[DATA UNDER STUDY]

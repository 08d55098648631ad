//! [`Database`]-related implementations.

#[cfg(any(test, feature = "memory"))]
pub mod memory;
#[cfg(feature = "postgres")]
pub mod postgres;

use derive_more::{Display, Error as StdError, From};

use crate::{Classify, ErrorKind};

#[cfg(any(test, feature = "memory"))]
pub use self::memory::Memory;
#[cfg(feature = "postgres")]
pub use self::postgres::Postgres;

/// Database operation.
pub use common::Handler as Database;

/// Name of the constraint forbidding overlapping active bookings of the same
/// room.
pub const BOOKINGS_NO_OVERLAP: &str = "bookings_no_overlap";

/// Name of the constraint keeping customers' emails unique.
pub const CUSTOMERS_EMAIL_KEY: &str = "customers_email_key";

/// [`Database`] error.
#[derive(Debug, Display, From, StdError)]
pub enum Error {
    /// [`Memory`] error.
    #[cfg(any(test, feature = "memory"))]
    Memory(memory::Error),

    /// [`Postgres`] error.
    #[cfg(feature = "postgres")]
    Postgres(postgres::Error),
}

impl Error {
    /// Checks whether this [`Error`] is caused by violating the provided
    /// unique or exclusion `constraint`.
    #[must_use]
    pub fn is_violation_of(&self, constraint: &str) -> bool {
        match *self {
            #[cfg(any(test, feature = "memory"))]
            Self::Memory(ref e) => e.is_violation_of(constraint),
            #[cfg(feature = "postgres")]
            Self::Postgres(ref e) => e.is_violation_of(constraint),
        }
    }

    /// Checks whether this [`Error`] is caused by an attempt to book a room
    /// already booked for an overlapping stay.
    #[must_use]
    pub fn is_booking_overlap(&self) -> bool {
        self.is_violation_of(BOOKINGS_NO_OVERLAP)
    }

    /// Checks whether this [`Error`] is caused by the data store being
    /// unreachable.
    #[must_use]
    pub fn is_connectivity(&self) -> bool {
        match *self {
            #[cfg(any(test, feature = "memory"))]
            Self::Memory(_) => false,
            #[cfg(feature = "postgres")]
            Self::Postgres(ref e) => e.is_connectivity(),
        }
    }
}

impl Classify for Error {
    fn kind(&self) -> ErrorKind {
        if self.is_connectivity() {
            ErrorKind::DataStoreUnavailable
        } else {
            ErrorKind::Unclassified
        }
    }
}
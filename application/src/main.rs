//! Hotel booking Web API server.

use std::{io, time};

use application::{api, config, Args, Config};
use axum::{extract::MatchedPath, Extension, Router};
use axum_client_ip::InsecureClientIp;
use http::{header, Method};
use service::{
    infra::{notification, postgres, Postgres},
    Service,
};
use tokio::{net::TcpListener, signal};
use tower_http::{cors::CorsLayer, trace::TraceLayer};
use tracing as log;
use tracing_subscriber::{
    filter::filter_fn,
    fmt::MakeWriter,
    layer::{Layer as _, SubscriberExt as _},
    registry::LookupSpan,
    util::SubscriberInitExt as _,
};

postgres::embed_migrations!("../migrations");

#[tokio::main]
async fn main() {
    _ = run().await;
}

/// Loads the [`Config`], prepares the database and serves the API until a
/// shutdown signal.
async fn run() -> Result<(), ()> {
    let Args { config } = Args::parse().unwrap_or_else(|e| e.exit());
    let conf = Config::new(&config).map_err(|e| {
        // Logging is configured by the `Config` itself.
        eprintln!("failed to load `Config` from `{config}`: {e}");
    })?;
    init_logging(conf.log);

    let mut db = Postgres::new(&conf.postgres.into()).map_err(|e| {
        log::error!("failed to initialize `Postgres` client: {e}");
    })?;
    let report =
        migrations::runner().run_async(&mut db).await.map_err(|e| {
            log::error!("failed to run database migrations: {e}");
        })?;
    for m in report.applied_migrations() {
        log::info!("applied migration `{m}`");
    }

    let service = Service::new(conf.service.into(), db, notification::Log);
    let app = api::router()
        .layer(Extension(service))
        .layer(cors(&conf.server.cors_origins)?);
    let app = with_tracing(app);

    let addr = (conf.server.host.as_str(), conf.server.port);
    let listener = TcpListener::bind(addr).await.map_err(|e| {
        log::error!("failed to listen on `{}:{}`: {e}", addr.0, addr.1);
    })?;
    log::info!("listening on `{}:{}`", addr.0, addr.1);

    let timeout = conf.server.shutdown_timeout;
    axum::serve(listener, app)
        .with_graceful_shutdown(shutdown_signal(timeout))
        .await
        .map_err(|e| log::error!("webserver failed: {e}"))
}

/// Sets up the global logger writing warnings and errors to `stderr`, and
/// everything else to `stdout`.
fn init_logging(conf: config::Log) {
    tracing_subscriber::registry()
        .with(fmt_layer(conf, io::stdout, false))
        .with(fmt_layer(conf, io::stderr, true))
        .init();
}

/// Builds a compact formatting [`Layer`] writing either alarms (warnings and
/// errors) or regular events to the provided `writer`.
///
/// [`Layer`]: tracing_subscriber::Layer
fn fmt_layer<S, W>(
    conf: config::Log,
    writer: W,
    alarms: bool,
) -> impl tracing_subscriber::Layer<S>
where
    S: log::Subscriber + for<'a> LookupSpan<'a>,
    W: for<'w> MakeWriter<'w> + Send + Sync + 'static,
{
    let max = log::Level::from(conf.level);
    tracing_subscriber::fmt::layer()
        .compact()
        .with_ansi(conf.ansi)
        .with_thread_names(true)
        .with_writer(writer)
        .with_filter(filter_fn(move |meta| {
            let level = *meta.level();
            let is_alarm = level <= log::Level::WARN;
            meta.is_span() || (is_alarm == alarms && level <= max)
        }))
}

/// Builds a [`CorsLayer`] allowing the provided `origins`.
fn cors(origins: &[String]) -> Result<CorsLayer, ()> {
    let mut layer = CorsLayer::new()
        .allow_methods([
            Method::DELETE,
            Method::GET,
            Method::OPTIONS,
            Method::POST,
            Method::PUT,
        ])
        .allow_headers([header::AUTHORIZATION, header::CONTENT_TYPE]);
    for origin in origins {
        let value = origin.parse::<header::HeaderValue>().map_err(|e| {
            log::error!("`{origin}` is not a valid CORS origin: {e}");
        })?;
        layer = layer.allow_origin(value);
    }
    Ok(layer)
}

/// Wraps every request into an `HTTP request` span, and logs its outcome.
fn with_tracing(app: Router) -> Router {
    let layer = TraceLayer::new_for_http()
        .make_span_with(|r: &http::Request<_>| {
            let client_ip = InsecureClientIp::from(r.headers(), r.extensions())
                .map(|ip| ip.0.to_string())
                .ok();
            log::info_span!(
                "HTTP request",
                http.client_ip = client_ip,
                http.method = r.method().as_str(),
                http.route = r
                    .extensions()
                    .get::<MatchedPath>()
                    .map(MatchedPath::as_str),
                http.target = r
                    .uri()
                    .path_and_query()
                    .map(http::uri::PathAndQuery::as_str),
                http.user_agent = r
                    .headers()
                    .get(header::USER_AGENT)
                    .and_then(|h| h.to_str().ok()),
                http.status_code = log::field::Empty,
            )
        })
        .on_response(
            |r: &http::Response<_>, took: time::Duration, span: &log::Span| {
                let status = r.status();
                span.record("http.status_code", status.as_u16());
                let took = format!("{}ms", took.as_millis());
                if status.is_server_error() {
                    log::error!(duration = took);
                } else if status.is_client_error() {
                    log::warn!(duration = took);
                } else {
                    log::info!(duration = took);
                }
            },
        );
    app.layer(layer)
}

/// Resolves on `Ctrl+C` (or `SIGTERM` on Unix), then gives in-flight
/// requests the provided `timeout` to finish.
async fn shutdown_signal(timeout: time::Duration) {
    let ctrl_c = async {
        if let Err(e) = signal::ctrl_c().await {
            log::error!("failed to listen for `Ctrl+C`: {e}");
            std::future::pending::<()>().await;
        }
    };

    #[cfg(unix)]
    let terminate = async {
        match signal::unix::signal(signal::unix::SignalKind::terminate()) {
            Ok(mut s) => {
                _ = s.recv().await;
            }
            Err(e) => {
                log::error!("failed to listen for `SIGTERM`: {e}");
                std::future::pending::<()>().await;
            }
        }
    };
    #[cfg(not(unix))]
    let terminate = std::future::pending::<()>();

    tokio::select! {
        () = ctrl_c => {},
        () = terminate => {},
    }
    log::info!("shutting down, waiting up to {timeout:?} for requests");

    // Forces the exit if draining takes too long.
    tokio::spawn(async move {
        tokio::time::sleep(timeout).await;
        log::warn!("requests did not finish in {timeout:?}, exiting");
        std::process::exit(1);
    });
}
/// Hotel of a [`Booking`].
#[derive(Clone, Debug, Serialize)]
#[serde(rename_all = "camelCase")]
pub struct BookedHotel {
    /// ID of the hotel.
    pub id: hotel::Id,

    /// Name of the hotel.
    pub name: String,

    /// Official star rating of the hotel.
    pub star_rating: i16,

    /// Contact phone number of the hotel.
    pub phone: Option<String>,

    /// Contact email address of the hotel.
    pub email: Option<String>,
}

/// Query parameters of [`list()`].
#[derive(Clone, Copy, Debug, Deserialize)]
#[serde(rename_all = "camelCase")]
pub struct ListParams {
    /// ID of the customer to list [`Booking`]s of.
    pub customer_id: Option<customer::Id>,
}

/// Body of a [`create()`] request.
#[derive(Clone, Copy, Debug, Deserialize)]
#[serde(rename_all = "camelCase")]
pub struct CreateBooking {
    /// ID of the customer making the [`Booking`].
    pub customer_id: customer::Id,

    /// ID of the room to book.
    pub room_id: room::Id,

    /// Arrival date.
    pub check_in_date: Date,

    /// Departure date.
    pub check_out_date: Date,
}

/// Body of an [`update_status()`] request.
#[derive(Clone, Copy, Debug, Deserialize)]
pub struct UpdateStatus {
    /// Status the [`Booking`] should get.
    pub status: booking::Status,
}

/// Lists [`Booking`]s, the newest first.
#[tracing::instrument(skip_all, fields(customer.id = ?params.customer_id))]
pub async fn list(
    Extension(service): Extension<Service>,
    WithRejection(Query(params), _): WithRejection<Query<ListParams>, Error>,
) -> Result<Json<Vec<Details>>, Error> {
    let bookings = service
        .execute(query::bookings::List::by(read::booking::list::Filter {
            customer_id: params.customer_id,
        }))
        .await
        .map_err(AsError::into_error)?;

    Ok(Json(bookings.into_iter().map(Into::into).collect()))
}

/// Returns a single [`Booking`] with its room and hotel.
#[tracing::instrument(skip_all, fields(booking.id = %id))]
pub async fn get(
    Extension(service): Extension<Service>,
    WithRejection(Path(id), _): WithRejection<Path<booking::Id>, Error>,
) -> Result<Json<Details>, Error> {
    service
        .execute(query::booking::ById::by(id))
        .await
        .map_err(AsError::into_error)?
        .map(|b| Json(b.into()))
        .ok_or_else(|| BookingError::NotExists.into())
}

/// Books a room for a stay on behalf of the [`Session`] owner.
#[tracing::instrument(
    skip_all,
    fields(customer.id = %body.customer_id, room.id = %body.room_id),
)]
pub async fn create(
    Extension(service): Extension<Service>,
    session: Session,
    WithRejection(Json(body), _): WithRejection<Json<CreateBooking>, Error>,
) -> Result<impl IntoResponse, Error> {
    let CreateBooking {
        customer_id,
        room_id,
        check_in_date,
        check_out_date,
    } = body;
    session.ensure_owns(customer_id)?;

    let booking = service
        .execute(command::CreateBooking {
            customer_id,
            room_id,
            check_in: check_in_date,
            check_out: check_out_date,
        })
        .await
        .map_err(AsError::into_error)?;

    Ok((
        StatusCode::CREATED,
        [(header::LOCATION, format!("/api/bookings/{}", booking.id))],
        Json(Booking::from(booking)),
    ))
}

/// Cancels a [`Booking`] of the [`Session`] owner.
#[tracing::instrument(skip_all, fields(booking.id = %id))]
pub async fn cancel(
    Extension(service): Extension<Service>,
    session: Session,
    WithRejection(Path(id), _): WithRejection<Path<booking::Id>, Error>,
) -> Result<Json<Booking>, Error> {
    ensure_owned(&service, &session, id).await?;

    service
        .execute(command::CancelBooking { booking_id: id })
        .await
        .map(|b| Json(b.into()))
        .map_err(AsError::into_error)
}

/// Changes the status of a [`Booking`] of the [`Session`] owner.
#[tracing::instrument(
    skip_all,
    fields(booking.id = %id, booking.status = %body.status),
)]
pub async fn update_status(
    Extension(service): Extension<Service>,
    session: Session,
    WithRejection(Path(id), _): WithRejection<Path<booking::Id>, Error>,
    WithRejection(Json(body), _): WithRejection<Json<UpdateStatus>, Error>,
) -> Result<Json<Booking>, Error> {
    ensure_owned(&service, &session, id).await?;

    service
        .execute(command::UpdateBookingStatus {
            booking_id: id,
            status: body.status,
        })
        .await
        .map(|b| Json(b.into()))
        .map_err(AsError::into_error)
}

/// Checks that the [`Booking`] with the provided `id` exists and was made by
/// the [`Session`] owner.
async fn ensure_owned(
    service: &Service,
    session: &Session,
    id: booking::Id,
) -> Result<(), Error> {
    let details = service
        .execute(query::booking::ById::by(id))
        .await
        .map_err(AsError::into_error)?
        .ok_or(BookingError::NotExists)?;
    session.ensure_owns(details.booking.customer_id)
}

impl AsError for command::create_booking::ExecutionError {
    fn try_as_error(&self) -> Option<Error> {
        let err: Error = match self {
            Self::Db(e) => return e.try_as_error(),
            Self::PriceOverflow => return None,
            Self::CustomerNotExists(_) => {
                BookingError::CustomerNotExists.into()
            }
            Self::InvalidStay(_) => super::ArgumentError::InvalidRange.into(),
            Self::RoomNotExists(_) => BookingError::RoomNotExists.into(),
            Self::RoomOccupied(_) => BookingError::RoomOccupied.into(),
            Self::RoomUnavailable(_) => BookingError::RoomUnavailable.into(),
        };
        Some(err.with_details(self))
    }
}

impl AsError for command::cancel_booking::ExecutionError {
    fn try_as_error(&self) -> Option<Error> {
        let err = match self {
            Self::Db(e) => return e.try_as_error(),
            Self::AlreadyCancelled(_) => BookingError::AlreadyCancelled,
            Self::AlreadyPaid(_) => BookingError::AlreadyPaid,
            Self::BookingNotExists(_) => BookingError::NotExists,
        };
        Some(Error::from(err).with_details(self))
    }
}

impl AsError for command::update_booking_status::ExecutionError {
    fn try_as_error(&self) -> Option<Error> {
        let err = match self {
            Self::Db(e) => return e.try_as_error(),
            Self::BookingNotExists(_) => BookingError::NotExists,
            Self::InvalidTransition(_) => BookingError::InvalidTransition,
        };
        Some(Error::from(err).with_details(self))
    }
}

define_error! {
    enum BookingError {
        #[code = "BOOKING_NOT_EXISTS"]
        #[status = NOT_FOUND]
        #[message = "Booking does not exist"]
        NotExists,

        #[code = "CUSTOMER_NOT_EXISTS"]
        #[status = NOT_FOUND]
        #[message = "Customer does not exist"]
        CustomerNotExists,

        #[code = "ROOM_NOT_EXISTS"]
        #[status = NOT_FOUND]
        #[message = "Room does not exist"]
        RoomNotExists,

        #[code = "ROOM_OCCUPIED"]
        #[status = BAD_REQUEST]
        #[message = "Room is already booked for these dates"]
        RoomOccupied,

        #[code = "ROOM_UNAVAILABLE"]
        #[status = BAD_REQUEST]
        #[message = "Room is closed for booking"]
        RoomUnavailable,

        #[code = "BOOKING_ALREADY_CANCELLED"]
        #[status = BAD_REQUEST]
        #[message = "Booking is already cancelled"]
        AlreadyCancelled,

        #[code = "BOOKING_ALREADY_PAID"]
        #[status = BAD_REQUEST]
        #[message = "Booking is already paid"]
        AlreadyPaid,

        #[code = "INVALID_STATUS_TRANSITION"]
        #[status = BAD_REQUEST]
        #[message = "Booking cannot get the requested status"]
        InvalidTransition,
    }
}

[/DATA UNDER STUDY]

### WORK TO BE COMPLETED
Using the records above, write out exactly the lines between the one holding "Query parameters of" and the one holding "Result<impl IntoResponse, Error>", inclusive; leave everything else out.

### EXPECTED ANSWER
/// Query parameters of [`list()`].
#[derive(Clone, Copy, Debug, Deserialize)]
#[serde(rename_all = "camelCase")]
pub struct ListParams {
    /// ID of the customer to list [`Booking`]s of.
    pub customer_id: Option<customer::Id>,
}

/// Body of a [`create()`] request.
#[derive(Clone, Copy, Debug, Deserialize)]
#[serde(rename_all = "camelCase")]
pub struct CreateBooking {
    /// ID of the customer making the [`Booking`].
    pub customer_id: customer::Id,

    /// ID of the room to book.
    pub room_id: room::Id,

    /// Arrival date.
    pub check_in_date: Date,

    /// Departure date.
    pub check_out_date: Date,
}

/// Body of an [`update_status()`] request.
#[derive(Clone, Copy, Debug, Deserialize)]
pub struct UpdateStatus {
    /// Status the [`Booking`] should get.
    pub status: booking::Status,
}

/// Lists [`Booking`]s, the newest first.
#[tracing::instrument(skip_all, fields(customer.id = ?params.customer_id))]
pub async fn list(
    Extension(service): Extension<Service>,
    WithRejection(Query(params), _): WithRejection<Query<ListParams>, Error>,
) -> Result<Json<Vec<Details>>, Error> {
    let bookings = service
        .execute(query::bookings::List::by(read::booking::list::Filter {
            customer_id: params.customer_id,
        }))
        .await
        .map_err(AsError::into_error)?;

    Ok(Json(bookings.into_iter().map(Into::into).collect()))
}

/// Returns a single [`Booking`] with its room and hotel.
#[tracing::instrument(skip_all, fields(booking.id = %id))]
pub async fn get(
    Extension(service): Extension<Service>,
    WithRejection(Path(id), _): WithRejection<Path<booking::Id>, Error>,
) -> Result<Json<Details>, Error> {
    service
        .execute(query::booking::ById::by(id))
        .await
        .map_err(AsError::into_error)?
        .map(|b| Json(b.into()))
        .ok_or_else(|| BookingError::NotExists.into())
}

/// Books a room for a stay on behalf of the [`Session`] owner.
#[tracing::instrument(
    skip_all,
    fields(customer.id = %body.customer_id, room.id = %body.room_id),
)]
pub async fn create(
    Extension(service): Extension<Service>,
    session: Session,
    WithRejection(Json(body), _): WithRejection<Json<CreateBooking>, Error>,
) -> Result<impl IntoResponse, Error> {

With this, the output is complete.